Peraturan ini dibuat sebagai acuan dalam pembuatan dan pelaporan faktur pajak
secara elektronik menggunakan e-faktur.
Pada tahun yang sama Dirjen Pajak mengeluarkan, Peraturan Direktur
Jenderal Pajak Nomor PER-17/PJ/2014 tentang Perubahan Kedua Atas Peraturan
Direktur Jenderal Pajak Nomor PER-24/PJ/2012 tentang Bentuk, Ukuran, Tata
Cara Pengisian Keterangan, Prosedur Pemberitahuan Dalam Rangka Pembuatan,
Tata Cara Pembetulan Atau Penggantian, dan Tata Cara Pembatalan Faktur Pajak.
Untuk melengkapi tata administrasi yang dapat dilakukan secara elektronik dengan
menggunakan e-faktur.
Pada tahun berikutnya yaitu tahun 2015 para Pengusaha Kena Pajak (PKP)
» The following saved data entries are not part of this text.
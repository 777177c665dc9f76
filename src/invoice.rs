//! Invoice models for CSV parsing and internal representation.

use crate::money::Money;
use serde::{Deserialize, Serialize};
use std::fmt;
use std::str::FromStr;

/// Product category of a line item.
#[derive(Debug, Clone, Copy, PartialEq, Eq, Hash, Serialize, Deserialize)]
#[serde(rename_all = "lowercase")]
pub enum Category {
    Book,
    Food,
    Electronics,
    Other,
}

impl FromStr for Category {
    type Err = ();

    /// Matches the lowercase category name exactly.
    fn from_str(s: &str) -> std::result::Result<Self, Self::Err> {
        match s {
            "book" => Ok(Category::Book),
            "food" => Ok(Category::Food),
            "electronics" => Ok(Category::Electronics),
            "other" => Ok(Category::Other),
            _ => Err(()),
        }
    }
}

impl fmt::Display for Category {
    fn fmt(&self, f: &mut fmt::Formatter<'_>) -> fmt::Result {
        let name = match self {
            Category::Book => "book",
            Category::Food => "food",
            Category::Electronics => "electronics",
            Category::Other => "other",
        };
        f.write_str(name)
    }
}

/// Discount tier derived from the raw membership string.
#[derive(Debug, Clone, Copy, PartialEq, Eq)]
pub enum MembershipTier {
    Gold,
    Platinum,
    /// Any other membership value, including `"none"`.
    Standard,
}

impl MembershipTier {
    /// Classifies a membership string. Only exact `"gold"` and `"platinum"`
    /// unlock a proportional discount.
    pub fn classify(membership: &str) -> Self {
        match membership {
            "gold" => MembershipTier::Gold,
            "platinum" => MembershipTier::Platinum,
            _ => MembershipTier::Standard,
        }
    }
}

/// One purchasable entry on an invoice.
///
/// Fields are kept close to their raw form so that structural problems
/// (empty sku, non-positive qty, negative price, unknown category) reach the
/// validator instead of failing at construction.
#[derive(Debug, Clone, PartialEq, Eq, Serialize, Deserialize)]
pub struct LineItem {
    pub sku: String,
    pub category: String,
    pub unit_price: Money,
    pub qty: i64,
    #[serde(default)]
    pub fragile: bool,
}

impl LineItem {
    /// Creates a non-fragile line item.
    pub fn new(sku: &str, category: &str, unit_price: Money, qty: i64) -> Self {
        LineItem {
            sku: sku.to_string(),
            category: category.to_string(),
            unit_price,
            qty,
            fragile: false,
        }
    }

    /// Marks this item as fragile.
    pub fn fragile(mut self) -> Self {
        self.fragile = true;
        self
    }

    /// `unit_price * qty`.
    pub fn line_total(&self) -> Money {
        self.unit_price * self.qty
    }
}

/// The unit of computation.
#[derive(Debug, Clone, PartialEq, Eq, Serialize, Deserialize)]
pub struct Invoice {
    pub invoice_id: String,
    pub customer_id: String,
    pub country: String,
    pub membership: String,
    #[serde(default)]
    pub coupon: Option<String>,
    pub items: Vec<LineItem>,
}

impl Invoice {
    /// Creates an invoice with `"none"` membership, no coupon and no items.
    pub fn new(invoice_id: &str, customer_id: &str, country: &str) -> Self {
        Invoice {
            invoice_id: invoice_id.to_string(),
            customer_id: customer_id.to_string(),
            country: country.to_string(),
            membership: "none".to_string(),
            coupon: None,
            items: Vec::new(),
        }
    }

    pub fn with_membership(mut self, membership: &str) -> Self {
        self.membership = membership.to_string();
        self
    }

    pub fn with_coupon(mut self, coupon: &str) -> Self {
        self.coupon = Some(coupon.to_string());
        self
    }

    pub fn with_item(mut self, item: LineItem) -> Self {
        self.items.push(item);
        self
    }

    pub fn tier(&self) -> MembershipTier {
        MembershipTier::classify(&self.membership)
    }
}

/// Raw invoice row as read from CSV: invoice header columns repeated on every
/// row, plus one optional line item.
#[derive(Debug, Deserialize)]
pub struct InvoiceRecord {
    pub invoice_id: String,
    pub customer_id: String,
    pub country: String,
    pub membership: String,
    pub coupon: Option<String>,
    pub sku: Option<String>,
    pub category: Option<String>,
    pub unit_price: Option<String>,
    pub qty: Option<String>,
    pub fragile: Option<String>,
}

impl InvoiceRecord {
    /// Builds the invoice header (no items) described by this row.
    pub fn header(&self) -> Invoice {
        Invoice {
            invoice_id: self.invoice_id.clone(),
            customer_id: self.customer_id.clone(),
            country: self.country.clone(),
            membership: self.membership.clone(),
            coupon: self.coupon.clone(),
            items: Vec::new(),
        }
    }

    /// Parses the line item carried by this row.
    ///
    /// Returns `Ok(None)` when every item column is empty, and an error
    /// message when a numeric or boolean column cannot be parsed.
    pub fn line_item(&self) -> std::result::Result<Option<LineItem>, String> {
        let columns = [
            &self.sku,
            &self.category,
            &self.unit_price,
            &self.qty,
            &self.fragile,
        ];
        if columns.iter().all(|c| c.is_none()) {
            return Ok(None);
        }

        let sku = self.sku.clone().unwrap_or_default();
        let unit_price = match self.unit_price.as_deref() {
            Some(raw) => {
                Money::from_str(raw).map_err(|e| format!("invalid unit_price {:?}: {}", raw, e))?
            }
            None => return Err("missing unit_price".to_string()),
        };
        let qty = match self.qty.as_deref() {
            Some(raw) => raw
                .trim()
                .parse::<i64>()
                .map_err(|e| format!("invalid qty {:?}: {}", raw, e))?,
            None => return Err("missing qty".to_string()),
        };

        Ok(Some(LineItem {
            sku,
            category: self.category.clone().unwrap_or_default(),
            unit_price,
            qty,
            fragile: parse_flag(self.fragile.as_deref())?,
        }))
    }
}

/// Parses the fragile column; empty means `false`.
fn parse_flag(raw: Option<&str>) -> std::result::Result<bool, String> {
    match raw.map(|s| s.trim().to_lowercase()).as_deref() {
        None | Some("") | Some("false") | Some("0") | Some("no") => Ok(false),
        Some("true") | Some("1") | Some("yes") => Ok(true),
        Some(other) => Err(format!("invalid fragile flag {:?}", other)),
    }
}

#[cfg(test)]
mod tests {
    use super::*;

    fn record(sku: Option<&str>, price: Option<&str>, qty: Option<&str>) -> InvoiceRecord {
        InvoiceRecord {
            invoice_id: "INV001".to_string(),
            customer_id: "CUST01".to_string(),
            country: "TH".to_string(),
            membership: "none".to_string(),
            coupon: None,
            sku: sku.map(str::to_string),
            category: sku.map(|_| "book".to_string()),
            unit_price: price.map(str::to_string),
            qty: qty.map(str::to_string),
            fragile: None,
        }
    }

    #[test]
    fn test_category_parse_is_exact() {
        assert_eq!("book".parse::<Category>(), Ok(Category::Book));
        assert_eq!("electronics".parse::<Category>(), Ok(Category::Electronics));
        assert!("Book".parse::<Category>().is_err());
        assert!("toys".parse::<Category>().is_err());
        assert_eq!(Category::Food.to_string(), "food");
    }

    #[test]
    fn test_membership_classification() {
        assert_eq!(MembershipTier::classify("gold"), MembershipTier::Gold);
        assert_eq!(MembershipTier::classify("platinum"), MembershipTier::Platinum);
        assert_eq!(MembershipTier::classify("none"), MembershipTier::Standard);
        assert_eq!(MembershipTier::classify("silver"), MembershipTier::Standard);
        assert_eq!(MembershipTier::classify("Gold"), MembershipTier::Standard);
    }

    #[test]
    fn test_line_total() {
        let item = LineItem::new("ITEM01", "book", Money::from_units(100), 2);
        assert_eq!(item.line_total(), Money::from_units(200));
        assert!(!item.fragile);
        assert!(item.fragile().fragile);
    }

    #[test]
    fn test_parse_line_item() {
        let rec = record(Some("ITEM01"), Some(" 100.5 "), Some("2"));
        let item = rec.line_item().unwrap().unwrap();
        assert_eq!(item.sku, "ITEM01");
        assert_eq!(item.unit_price.to_string(), "100.5000");
        assert_eq!(item.qty, 2);
        assert!(!item.fragile);
    }

    #[test]
    fn test_parse_keeps_invalid_values_for_validation() {
        let rec = record(Some("ITEM01"), Some("-1"), Some("0"));
        let item = rec.line_item().unwrap().unwrap();
        assert!(item.unit_price.is_negative());
        assert_eq!(item.qty, 0);
    }

    #[test]
    fn test_empty_item_columns_mean_no_item() {
        let rec = record(None, None, None);
        assert_eq!(rec.line_item(), Ok(None));
        assert!(rec.header().items.is_empty());
    }

    #[test]
    fn test_parse_rejects_malformed_numbers() {
        assert!(record(Some("A"), Some("abc"), Some("1")).line_item().is_err());
        assert!(record(Some("A"), Some("1"), Some("1.5")).line_item().is_err());
        assert!(record(Some("A"), None, Some("1")).line_item().is_err());
    }

    #[test]
    fn test_parse_fragile_flag() {
        assert_eq!(parse_flag(Some("TRUE")), Ok(true));
        assert_eq!(parse_flag(Some(" 1 ")), Ok(true));
        assert_eq!(parse_flag(None), Ok(false));
        assert_eq!(parse_flag(Some("false")), Ok(false));
        assert!(parse_flag(Some("maybe")).is_err());
    }
}
//! Structural validation of invoices.
//!
//! Every check runs, so a single pass reports every problem at once. Only an
//! absent invoice stops the checks early.
//!
//! Besides the field checks, amounts are bounded by [`Money::limit`]: a line
//! whose `unit_price * qty` cannot be represented, or an invoice whose lines
//! and fragile fees add up past the limit, is rejected here instead of
//! overflowing later in the pricing stages.

use crate::calculator::FRAGILE_FEE_PER_UNIT;
use crate::invoice::{Category, Invoice, LineItem};
use crate::money::Money;

/// Collects the structural problems of an invoice, in discovery order.
///
/// An empty vector means the invoice is valid.
pub fn validate(invoice: Option<&Invoice>) -> Vec<String> {
    let invoice = match invoice {
        Some(invoice) => invoice,
        None => return vec!["Invoice is missing".to_string()],
    };

    let mut problems = Vec::new();

    if invoice.invoice_id.is_empty() {
        problems.push("Missing invoice_id".to_string());
    }
    if invoice.customer_id.is_empty() {
        problems.push("Missing customer_id".to_string());
    }
    if invoice.items.is_empty() {
        problems.push("Invoice must contain items".to_string());
    }

    for item in &invoice.items {
        validate_item(item, &mut problems);
    }

    if problems.is_empty() && !amounts_within_limit(&invoice.items) {
        problems.push("Invoice amount is too large".to_string());
    }

    problems
}

/// Checked running sum of line totals and fragile fees against the limit.
fn amounts_within_limit(items: &[LineItem]) -> bool {
    let limit = Money::limit();
    let mut running = Money::ZERO;
    for item in items {
        let fragile = if item.fragile {
            Money::from_units(FRAGILE_FEE_PER_UNIT).checked_mul(item.qty)
        } else {
            Some(Money::ZERO)
        };
        let next = item
            .unit_price
            .checked_mul(item.qty)
            .zip(fragile)
            .and_then(|(line, fee)| line.checked_add(fee))
            .and_then(|amount| running.checked_add(amount));
        match next {
            Some(sum) if sum <= limit => running = sum,
            _ => return false,
        }
    }
    true
}

fn validate_item(item: &LineItem, problems: &mut Vec<String>) {
    if item.sku.is_empty() {
        problems.push("Item sku is missing".to_string());
    }
    if item.qty <= 0 {
        problems.push(format!("Invalid qty for {}", item.sku));
    }
    if item.unit_price < Money::ZERO {
        problems.push(format!("Invalid price for {}", item.sku));
    }
    if item.category.parse::<Category>().is_err() {
        problems.push(format!("Unknown category for {}", item.sku));
    }
    if item.qty > 0 && item.unit_price >= Money::ZERO {
        let line_ok = item
            .unit_price
            .checked_mul(item.qty)
            .is_some_and(|total| total <= Money::limit());
        if !line_ok {
            problems.push(format!("Amount too large for {}", item.sku));
        }
    }
}
//! Build orchestration.
//!
//! Stages run once, in order: scan → tracking metadata → index levels →
//! write. Each stage takes the document set from the previous one; nothing
//! is kept between runs and the result database is always rebuilt.

use anyhow::Result;

use crate::classify;
use crate::config::Config;
use crate::materialize;
use crate::models::{DocumentSet, LevelPolicy};
use crate::pdf::LopdfInspector;
use crate::reconcile;
use crate::scanner;
use crate::stats::Summary;
use crate::tracking;
use crate::warnings::Warnings;

/// Full build: prepare the documents and write the viewer database.
pub async fn run_build(config: &Config) -> Result<Summary> {
    let warnings = Warnings::new(config.warnings.clone());
    let documents = prepare(config, &warnings).await?;

    let rows = materialize::materialize(&documents, &config.paths.result_db, &warnings).await?;
    let output_bytes = std::fs::metadata(&config.paths.result_db)
        .map(|m| m.len())
        .ok();

    println!("ok");
    Ok(Summary::collect(&documents, &warnings, Some(rows), output_bytes))
}

/// Everything except writing: useful to check the data and the policy.
pub async fn run_scan(config: &Config) -> Result<Summary> {
    let warnings = Warnings::new(config.warnings.clone());
    let documents = prepare(config, &warnings).await?;
    Ok(Summary::collect(&documents, &warnings, None, None))
}

async fn prepare(config: &Config, warnings: &Warnings) -> Result<DocumentSet> {
    // Level names are checked before anything is read or written.
    let policy = LevelPolicy::from_config(&config.labels)?;

    let mut documents =
        scanner::scan_data_dir(&config.paths.papers_data_dir, &LopdfInspector, warnings)?;

    let records = tracking::load_records(&config.paths.papers_metadata_db).await?;
    reconcile::reconcile(&mut documents, &records)?;
    tracing::debug!(records = records.len(), "reconciled tracking metadata");

    println!("Defining index levels");
    classify::assign_index_levels(&mut documents, &policy);

    Ok(documents)
}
mulai diwajibkan untuk membuat faktur secara elektronik guna meningkatkan
pelayanan dan kemudahan bagi wajib pajak. Terlebih setelah diterbitkannya
Peraturan Direktur Jenderal Pajak PER-41/PJ/2015 tentang Pengamanan Transaksi
Elektronik Layanan Pajak Online. Untuk tahapan awal peraturan diatas,
implementasi dari Faktur Pajak berbentuk elektronik (e-faktur), dengan ini
Direktorat Jenderal Pajak menerbitkan pengumuman PENG-6/PJ.02/2015 tentang
Penegasan Atas e-Faktur. Bersama ini disampaikan Pengusaha Kena Pajak (PKP)
yang diwajibkan menggunakan e-Faktur sebelum 1 Juli 2015 yang ditetapkan
dengan Keputusan Direktur Jenderal Pajak KEP-125/PJ/2015.